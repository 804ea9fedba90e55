//! Continents
//!
//! Maximal 4-connected regions of matching land/ocean class. Continents live
//! in an arena owned by the world and tiles refer to them by index.

use serde::{Deserialize, Serialize};

use super::tile::Tile;

/// Index of a continent within its world's arena
#[derive(Debug, Clone, Copy, PartialEq, Eq, PartialOrd, Ord, Hash, Serialize, Deserialize)]
pub struct ContinentId(pub usize);

/// A connected region of tiles
#[derive(Debug, Clone)]
pub struct Continent {
    id: ContinentId,
    /// Row-major indices of the owned tiles
    tiles: Vec<usize>,
    size: usize,
}

impl Continent {
    fn new(id: ContinentId) -> Self {
        Self {
            id,
            tiles: Vec::new(),
            size: 0,
        }
    }

    pub fn id(&self) -> ContinentId {
        self.id
    }

    /// Row-major indices of the tiles in this continent
    pub fn tiles(&self) -> &[usize] {
        &self.tiles
    }

    pub fn size(&self) -> usize {
        self.size
    }

    /// A continent emptied by a merge. Never reused.
    pub fn is_tombstone(&self) -> bool {
        self.size == 0
    }
}

/// Owning storage for continents. Ids are never recycled.
#[derive(Debug, Clone, Default)]
pub(crate) struct ContinentArena {
    continents: Vec<Continent>,
}

impl ContinentArena {
    pub fn new() -> Self {
        Self::default()
    }

    pub fn allocate(&mut self) -> ContinentId {
        let id = ContinentId(self.continents.len());
        self.continents.push(Continent::new(id));
        id
    }

    pub fn get(&self, id: ContinentId) -> Option<&Continent> {
        self.continents.get(id.0)
    }

    pub fn all(&self) -> &[Continent] {
        &self.continents
    }

    /// Give the tile at `tile_idx` to `owner`.
    ///
    /// Already owned: nothing happens. Owned by another continent: that whole
    /// continent is merged into `owner`.
    pub fn add_tile(&mut self, owner: ContinentId, tile_idx: usize, tiles: &mut [Tile]) {
        match tiles[tile_idx].continent {
            Some(current) if current == owner => {}
            Some(other) => self.merge(owner, other, tiles),
            None => {
                tiles[tile_idx].continent = Some(owner);
                let continent = &mut self.continents[owner.0];
                continent.tiles.push(tile_idx);
                continent.size += 1;
            }
        }
    }

    /// Move every tile of `other` into `into`, leaving `other` as a tombstone
    pub fn merge(&mut self, into: ContinentId, other: ContinentId, tiles: &mut [Tile]) {
        if into == other {
            return;
        }
        let moved = std::mem::take(&mut self.continents[other.0].tiles);
        let moved_size = std::mem::replace(&mut self.continents[other.0].size, 0);
        for &idx in &moved {
            tiles[idx].continent = Some(into);
        }
        let target = &mut self.continents[into.0];
        target.tiles.extend(moved);
        target.size += moved_size;
    }
}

◆ WHAT IS BEING ASKED
Type out the entire listing again, matching every line exactly.

◆ RESPONSE AREA
repository 804ea9fedba90e55
//! Continents
//!
//! Maximal 4-connected regions of matching land/ocean class. Continents live
//! in an arena owned by the world and tiles refer to them by index.

use serde::{Deserialize, Serialize};

use super::tile::Tile;

/// Index of a continent within its world's arena
#[derive(Debug, Clone, Copy, PartialEq, Eq, PartialOrd, Ord, Hash, Serialize, Deserialize)]
pub struct ContinentId(pub usize);

/// A connected region of tiles
#[derive(Debug, Clone)]
pub struct Continent {
    id: ContinentId,
    /// Row-major indices of the owned tiles
    tiles: Vec<usize>,
    size: usize,
}

impl Continent {
    fn new(id: ContinentId) -> Self {
        Self {
            id,
            tiles: Vec::new(),
            size: 0,
        }
    }

    pub fn id(&self) -> ContinentId {
        self.id
    }

    /// Row-major indices of the tiles in this continent
    pub fn tiles(&self) -> &[usize] {
        &self.tiles
    }

    pub fn size(&self) -> usize {
        self.size
    }

    /// A continent emptied by a merge. Never reused.
    pub fn is_tombstone(&self) -> bool {
        self.size == 0
    }
}

/// Owning storage for continents. Ids are never recycled.
#[derive(Debug, Clone, Default)]
pub(crate) struct ContinentArena {
    continents: Vec<Continent>,
}

impl ContinentArena {
    pub fn new() -> Self {
        Self::default()
    }

    pub fn allocate(&mut self) -> ContinentId {
        let id = ContinentId(self.continents.len());
        self.continents.push(Continent::new(id));
        id
    }

    pub fn get(&self, id: ContinentId) -> Option<&Continent> {
        self.continents.get(id.0)
    }

    pub fn all(&self) -> &[Continent] {
        &self.continents
    }

    /// Give the tile at `tile_idx` to `owner`.
    ///
    /// Already owned: nothing happens. Owned by another continent: that whole
    /// continent is merged into `owner`.
    pub fn add_tile(&mut self, owner: ContinentId, tile_idx: usize, tiles: &mut [Tile]) {
        match tiles[tile_idx].continent {
            Some(current) if current == owner => {}
            Some(other) => self.merge(owner, other, tiles),
            None => {
                tiles[tile_idx].continent = Some(owner);
                let continent = &mut self.continents[owner.0];
                continent.tiles.push(tile_idx);
                continent.size += 1;
            }
        }
    }

    /// Move every tile of `other` into `into`, leaving `other` as a tombstone
    pub fn merge(&mut self, into: ContinentId, other: ContinentId, tiles: &mut [Tile]) {
        if into == other {
            return;
        }
        let moved = std::mem::take(&mut self.continents[other.0].tiles);
        let moved_size = std::mem::replace(&mut self.continents[other.0].size, 0);
        for &idx in &moved {
            tiles[idx].continent = Some(into);
        }
        let target = &mut self.continents[into.0];
        target.tiles.extend(moved);
        target.size += moved_size;
    }
}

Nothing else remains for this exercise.